Javonte Perkins

Free agent
- Position: Shooting guard / small forward

Personal information
- Born: August 24, 1998 (age 27)
- Listed height: 6 ft 6 in (1.98 m)
- Listed weight: 215 lb (98 kg)

Career information
- High school: Miller Career Academy (St. Louis, Missouri)
- College: Southwestern Illinois (2017–2019); Saint Louis (2019–2023);
- NBA draft: 2023: undrafted

Career highlights
- Second-team All-Atlantic 10 (2021); Third-team All-Atlantic 10 (2020); Atlantic 10 Sixth Man of the Year (2020);

= Javonte Perkins =

American basketball player (born 1998)

Javonte Perkins (born August 24, 1998) is an American professional basketball player who is a free agent. He played college basketball for the Southwestern Illinois Blue Storm and the Saint Louis Billikens.

==High school career==
Perkins attended Clyde C. Miller Career Academy in St. Louis, Missouri. He averaged 15.7 points, 9.5 rebounds, 3.6 assists and 3.0 steals per game as a junior, leading the team to a 21–5 record. As a senior, he averaged 20.8 points and 15.6 rebounds per game. Perkins competed for Gateway Basketball Club on the Amateur Athletic Union circuit.

==College career==
In his first two years of college basketball, Perkins played for Southwestern Illinois College. As a freshman, he averaged 20 points and 6.9 rebounds per game, shooting 60.5 percent from the floor. He averaged 26.4 points per game as a sophomore, which ranked third in the nation among junior college players. Perkins left as the program's all-time leading scorer. For his junior season, he committed to Saint Louis over two other NCAA Division I offers, including Louisiana–Monroe. After struggling initially, Perkins was given an expanded role during Atlantic 10 Conference play. In January 2020, he scored 25 points in consecutive games against Dayton and Davidson. On February 1, Perkins scored a season-high 33 points in a 78–73 win over Saint Joseph's. As a junior, he averaged 15 points and 3.5 rebounds per game, earning Third Team All-Atlantic 10 and Sixth Man of the Year honors. On November 28, Perkins posted 32 points, including 26 in the second half, and five assists in an 85–81 victory over LSU. As a senior during the 2020-2021 season he averaged 17.1 points and 3.9 rebounds per game. Perkins was named to the Second Team All-Atlantic 10. He missed the entire 2021-2022 season due to a torn ACL. Following the season, he announced he was taking advantage of the additional season of eligibility granted by the NCAA due to the COVID-19 pandemic and wil return for the 2022-2023 season as a redshirt graduate athlete.

==Professional career==
After going undrafted in the 2023 NBA draft, Perkins joined the College Park Skyhawks of the NBA G League on October 29, 2023. However, he was waived on November 6.

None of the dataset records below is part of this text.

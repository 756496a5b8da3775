use byteorder::{LittleEndian, ReadBytesExt, WriteBytesExt};
use std::io::{self, Cursor, Write};

/// Hard-coded DOS time stamp (16:56:12) so archives are reproducible
pub const FILE_TIME: u16 = 0x8706;
/// Hard-coded DOS date stamp (2015-09-02)
pub const FILE_DATE: u16 = 0x4722;

/// Version made by, for central directory entries and ZIP64 records
pub const ARCHIVER_VERSION: u16 = 45;
/// Version needed to extract a single file
pub const FILE_EXTRACT_VERSION: u16 = 20;
/// Version needed to extract the archive (ZIP64 end records)
pub const ARCHIVE_EXTRACT_VERSION: u16 = 45;

fn invalid(message: &'static str) -> io::Error {
    io::Error::new(io::ErrorKind::InvalidData, message)
}

/// ZIP compression methods
#[derive(Debug, Clone, Copy, PartialEq, Eq)]
pub enum CompressionMethod {
    Stored,
    Deflate,
    Unknown(u16),
}

impl CompressionMethod {
    pub fn from_u16(value: u16) -> Self {
        match value {
            0 => CompressionMethod::Stored,
            8 => CompressionMethod::Deflate,
            _ => CompressionMethod::Unknown(value),
        }
    }

    pub fn as_u16(&self) -> u16 {
        match self {
            CompressionMethod::Stored => 0,
            CompressionMethod::Deflate => 8,
            CompressionMethod::Unknown(v) => *v,
        }
    }
}

/// Metadata shared by the local file header and the central directory entry
#[derive(Debug, Clone, PartialEq, Eq)]
pub struct FileRecord {
    /// Name as stored in the archive (already ZIP-encoded)
    pub name: String,
    pub compression_method: CompressionMethod,
    pub crc32: u32,
    pub compressed_size: u32,
    pub uncompressed_size: u32,
    /// Offset of the local file header from the start of the archive
    pub lfh_offset: u32,
}

impl FileRecord {
    /// Size of the local file header including the name
    pub fn local_header_size(&self) -> u64 {
        LFH_SIZE as u64 + self.name.len() as u64
    }

    /// Size of the central directory entry including the name
    pub fn central_header_size(&self) -> u64 {
        CDFH_MIN_SIZE as u64 + self.name.len() as u64
    }

    pub fn write_local_header<W: Write>(&self, w: &mut W) -> io::Result<()> {
        w.write_all(LFH_SIGNATURE)?;
        w.write_u16::<LittleEndian>(FILE_EXTRACT_VERSION)?;
        w.write_u16::<LittleEndian>(0)?; // Flags
        w.write_u16::<LittleEndian>(self.compression_method.as_u16())?;
        w.write_u16::<LittleEndian>(FILE_TIME)?;
        w.write_u16::<LittleEndian>(FILE_DATE)?;
        w.write_u32::<LittleEndian>(self.crc32)?;
        w.write_u32::<LittleEndian>(self.compressed_size)?;
        w.write_u32::<LittleEndian>(self.uncompressed_size)?;
        w.write_u16::<LittleEndian>(self.name_len()?)?;
        w.write_u16::<LittleEndian>(0)?; // Extra field length
        w.write_all(self.name.as_bytes())
    }

    pub fn write_central_header<W: Write>(&self, w: &mut W) -> io::Result<()> {
        w.write_all(CDFH_SIGNATURE)?;
        w.write_u16::<LittleEndian>(ARCHIVER_VERSION)?;
        w.write_u16::<LittleEndian>(FILE_EXTRACT_VERSION)?;
        w.write_u16::<LittleEndian>(0)?; // Flags
        w.write_u16::<LittleEndian>(self.compression_method.as_u16())?;
        w.write_u16::<LittleEndian>(FILE_TIME)?;
        w.write_u16::<LittleEndian>(FILE_DATE)?;
        w.write_u32::<LittleEndian>(self.crc32)?;
        w.write_u32::<LittleEndian>(self.compressed_size)?;
        w.write_u32::<LittleEndian>(self.uncompressed_size)?;
        w.write_u16::<LittleEndian>(self.name_len()?)?;
        w.write_u16::<LittleEndian>(0)?; // Extra field length
        w.write_u16::<LittleEndian>(0)?; // File comment length
        w.write_u16::<LittleEndian>(0)?; // Disk number start
        w.write_u16::<LittleEndian>(0)?; // Internal attributes
        w.write_u32::<LittleEndian>(0)?; // External attributes
        w.write_u32::<LittleEndian>(self.lfh_offset)?;
        w.write_all(self.name.as_bytes())
    }

    fn name_len(&self) -> io::Result<u16> {
        u16::try_from(self.name.len()).map_err(|_| invalid("file name is too long"))
    }
}

/// End of Central Directory (EOCD) - 22 bytes minimum
pub struct EndOfCentralDirectory {
    pub disk_number: u16,
    pub disk_with_cd: u16,
    pub disk_entries: u16,
    pub total_entries: u16,
    pub cd_size: u32,
    pub cd_offset: u32,
    pub comment_len: u16,
}

impl EndOfCentralDirectory {
    pub const SIGNATURE: &'static [u8] = b"PK\x05\x06";
    pub const SIZE: usize = 22;

    /// Record that defers every count and offset to the ZIP64 records
    pub fn zip64_placeholder() -> Self {
        Self {
            disk_number: 0,
            disk_with_cd: 0,
            disk_entries: 0xFFFF,
            total_entries: 0xFFFF,
            cd_size: 0xFFFFFFFF,
            cd_offset: 0xFFFFFFFF,
            comment_len: 0,
        }
    }

    pub fn from_bytes(data: &[u8]) -> io::Result<Self> {
        if data.len() < Self::SIZE || &data[0..4] != Self::SIGNATURE {
            return Err(invalid("Invalid End of Central Directory"));
        }

        let mut cursor = Cursor::new(&data[4..]);

        Ok(Self {
            disk_number: cursor.read_u16::<LittleEndian>()?,
            disk_with_cd: cursor.read_u16::<LittleEndian>()?,
            disk_entries: cursor.read_u16::<LittleEndian>()?,
            total_entries: cursor.read_u16::<LittleEndian>()?,
            cd_size: cursor.read_u32::<LittleEndian>()?,
            cd_offset: cursor.read_u32::<LittleEndian>()?,
            comment_len: cursor.read_u16::<LittleEndian>()?,
        })
    }

    pub fn write_to<W: Write>(&self, w: &mut W) -> io::Result<()> {
        w.write_all(Self::SIGNATURE)?;
        w.write_u16::<LittleEndian>(self.disk_number)?;
        w.write_u16::<LittleEndian>(self.disk_with_cd)?;
        w.write_u16::<LittleEndian>(self.disk_entries)?;
        w.write_u16::<LittleEndian>(self.total_entries)?;
        w.write_u32::<LittleEndian>(self.cd_size)?;
        w.write_u32::<LittleEndian>(self.cd_offset)?;
        w.write_u16::<LittleEndian>(self.comment_len)
    }

    pub fn is_zip64(&self) -> bool {
        self.disk_entries == 0xFFFF
            || self.total_entries == 0xFFFF
            || self.cd_size == 0xFFFFFFFF
            || self.cd_offset == 0xFFFFFFFF
    }
}

/// ZIP64 End of Central Directory Locator - 20 bytes
pub struct Zip64EOCDLocator {
    pub disk_with_eocd64: u32,
    pub eocd64_offset: u64,
    pub total_disks: u32,
}

impl Zip64EOCDLocator {
    pub const SIGNATURE: &'static [u8] = b"PK\x06\x07";
    pub const SIZE: usize = 20;

    pub fn from_bytes(data: &[u8]) -> io::Result<Self> {
        if data.len() < Self::SIZE || &data[0..4] != Self::SIGNATURE {
            return Err(invalid("Invalid ZIP64 format"));
        }

        let mut cursor = Cursor::new(&data[4..]);

        Ok(Self {
            disk_with_eocd64: cursor.read_u32::<LittleEndian>()?,
            eocd64_offset: cursor.read_u64::<LittleEndian>()?,
            total_disks: cursor.read_u32::<LittleEndian>()?,
        })
    }

    pub fn write_to<W: Write>(&self, w: &mut W) -> io::Result<()> {
        w.write_all(Self::SIGNATURE)?;
        w.write_u32::<LittleEndian>(self.disk_with_eocd64)?;
        w.write_u64::<LittleEndian>(self.eocd64_offset)?;
        w.write_u32::<LittleEndian>(self.total_disks)
    }
}

/// ZIP64 End of Central Directory - 56 bytes minimum
pub struct Zip64EOCD {
    pub eocd64_size: u64,
    pub version_made_by: u16,
    pub version_needed: u16,
    pub disk_number: u32,
    pub disk_with_cd: u32,
    pub disk_entries: u64,
    pub total_entries: u64,
    pub cd_size: u64,
    pub cd_offset: u64,
}

impl Zip64EOCD {
    pub const SIGNATURE: &'static [u8] = b"PK\x06\x06";
    pub const MIN_SIZE: usize = 56;

    pub fn new(total_entries: u64, cd_size: u64, cd_offset: u64) -> Self {
        Self {
            // Size of the record after the size field itself
            eocd64_size: Self::MIN_SIZE as u64 - 12,
            version_made_by: ARCHIVER_VERSION,
            version_needed: ARCHIVE_EXTRACT_VERSION,
            disk_number: 0,
            disk_with_cd: 0,
            disk_entries: total_entries,
            total_entries,
            cd_size,
            cd_offset,
        }
    }

    pub fn from_bytes(data: &[u8]) -> io::Result<Self> {
        if data.len() < Self::MIN_SIZE || &data[0..4] != Self::SIGNATURE {
            return Err(invalid("Invalid ZIP64 format"));
        }

        let mut cursor = Cursor::new(&data[4..]);

        Ok(Self {
            eocd64_size: cursor.read_u64::<LittleEndian>()?,
            version_made_by: cursor.read_u16::<LittleEndian>()?,
            version_needed: cursor.read_u16::<LittleEndian>()?,
            disk_number: cursor.read_u32::<LittleEndian>()?,
            disk_with_cd: cursor.read_u32::<LittleEndian>()?,
            disk_entries: cursor.read_u64::<LittleEndian>()?,
            total_entries: cursor.read_u64::<LittleEndian>()?,
            cd_size: cursor.read_u64::<LittleEndian>()?,
            cd_offset: cursor.read_u64::<LittleEndian>()?,
        })
    }

    pub fn write_to<W: Write>(&self, w: &mut W) -> io::Result<()> {
        w.write_all(Self::SIGNATURE)?;
        w.write_u64::<LittleEndian>(self.eocd64_size)?;
        w.write_u16::<LittleEndian>(self.version_made_by)?;
        w.write_u16::<LittleEndian>(self.version_needed)?;
        w.write_u32::<LittleEndian>(self.disk_number)?;
        w.write_u32::<LittleEndian>(self.disk_with_cd)?;
        w.write_u64::<LittleEndian>(self.disk_entries)?;
        w.write_u64::<LittleEndian>(self.total_entries)?;
        w.write_u64::<LittleEndian>(self.cd_size)?;
        w.write_u64::<LittleEndian>(self.cd_offset)
    }
}

/// Central Directory File Header (CDFH) - 46 bytes minimum
pub const CDFH_SIGNATURE: &[u8] = b"PK\x01\x02";
pub const CDFH_MIN_SIZE: usize = 46;

/// Local File Header (LFH) - 30 bytes
pub const LFH_SIGNATURE: &[u8] = b"PK\x03\x04";
pub const LFH_SIZE: usize = 30;

/// Parsed ZIP file entry information
#[derive(Debug, Clone)]
pub struct ZipFileEntry {
    pub file_name: String,
    pub compression_method: CompressionMethod,
    pub compressed_size: u64,
    pub uncompressed_size: u64,
    pub crc32: u32,
    pub lfh_offset: u64,
    pub last_mod_time: u16,
    pub last_mod_date: u16,
    pub is_directory: bool,
}

#[cfg(test)]
mod tests {
    use super::*;

    fn record() -> FileRecord {
        FileRecord {
            name: "a%20b.txt".to_string(),
            compression_method: CompressionMethod::Deflate,
            crc32: 0xDEADBEEF,
            compressed_size: 2,
            uncompressed_size: 0,
            lfh_offset: 1234,
        }
    }

    #[test]
    fn header_sizes_match_written_bytes() {
        let record = record();
        let mut local = Vec::new();
        record.write_local_header(&mut local).unwrap();
        assert_eq!(local.len() as u64, record.local_header_size());
        assert_eq!(&local[0..4], LFH_SIGNATURE);

        let mut central = Vec::new();
        record.write_central_header(&mut central).unwrap();
        assert_eq!(central.len() as u64, record.central_header_size());
        assert_eq!(&central[central.len() - 9..], b"a%20b.txt");
    }

    #[test]
    fn end_records_round_trip() {
        let mut buf = Vec::new();
        Zip64EOCD::new(3, 200, 1000).write_to(&mut buf).unwrap();
        assert_eq!(buf.len(), Zip64EOCD::MIN_SIZE);
        let eocd64 = Zip64EOCD::from_bytes(&buf).unwrap();
        assert_eq!(eocd64.total_entries, 3);
        assert_eq!(eocd64.cd_offset, 1000);

        let mut buf = Vec::new();
        EndOfCentralDirectory::zip64_placeholder()
            .write_to(&mut buf)
            .unwrap();
        assert_eq!(buf.len(), EndOfCentralDirectory::SIZE);
        assert!(EndOfCentralDirectory::from_bytes(&buf).unwrap().is_zip64());
    }
}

On October 28, 2024, Perkins joined the Memphis Hustle, but was waived on November 3.

==Career statistics==

===College===
====NCAA Division I====

| Year | Team | GP | GS | MPG | FG% | 3P% | FT% | RPG | APG | SPG | BPG | PPG |
|---|---|---|---|---|---|---|---|---|---|---|---|---|
| 2019–20 | Saint Louis | 31 | 1 | 27.3 | .443 | .351 | .768 | 3.5 | .7 | .8 | .3 | 15.0 |
| 2020–21 | Saint Louis | 21 | 21 | 30.5 | .465 | .376 | .866 | 3.9 | 1.8 | .7 | .5 | 17.1 |
| 2021–22 | Saint Louis | Redshirt |  |  |  |  |  |  |  |  |  |  |
| 2022–23 | Saint Louis | 33 | 33 | 22.6 | .420 | .361 | .815 | 1.9 | .5 | .5 | .2 | 10.9 |
| Career |  | 85 | 55 | 26.2 | .442 | .362 | .801 | 3.0 | .9 | .6 | .3 | 14.0 |

====JUCO====

| Year | Team | GP | GS | MPG | FG% | 3P% | FT% | RPG | APG | SPG | BPG | PPG |
|---|---|---|---|---|---|---|---|---|---|---|---|---|
| 2017–18 | Southwestern Illinois | 28 | 27 | — | .605 | .426 | .814 | 6.9 | 1.8 | 1.1 | .2 | 20.0 |
| 2018–19 | Southwestern Illinois | 27 | 27 | — | .537 | .360 | .797 | 7.9 | 2.7 | 1.1 | .4 | 26.4 |
| Career |  | 55 | 54 | — | .567 | .383 | .803 | 7.4 | 2.2 | 1.1 | .3 | 23.2 |

==Personal life==
Perkins' mother, Ilean Stokes, was diagnosed with multiple sclerosis in 2008. He is the youngest of three children. Older brother, Trevin Stokes, who died on October 2, 2020 at the age of 38 and older sister Djuana Ashford.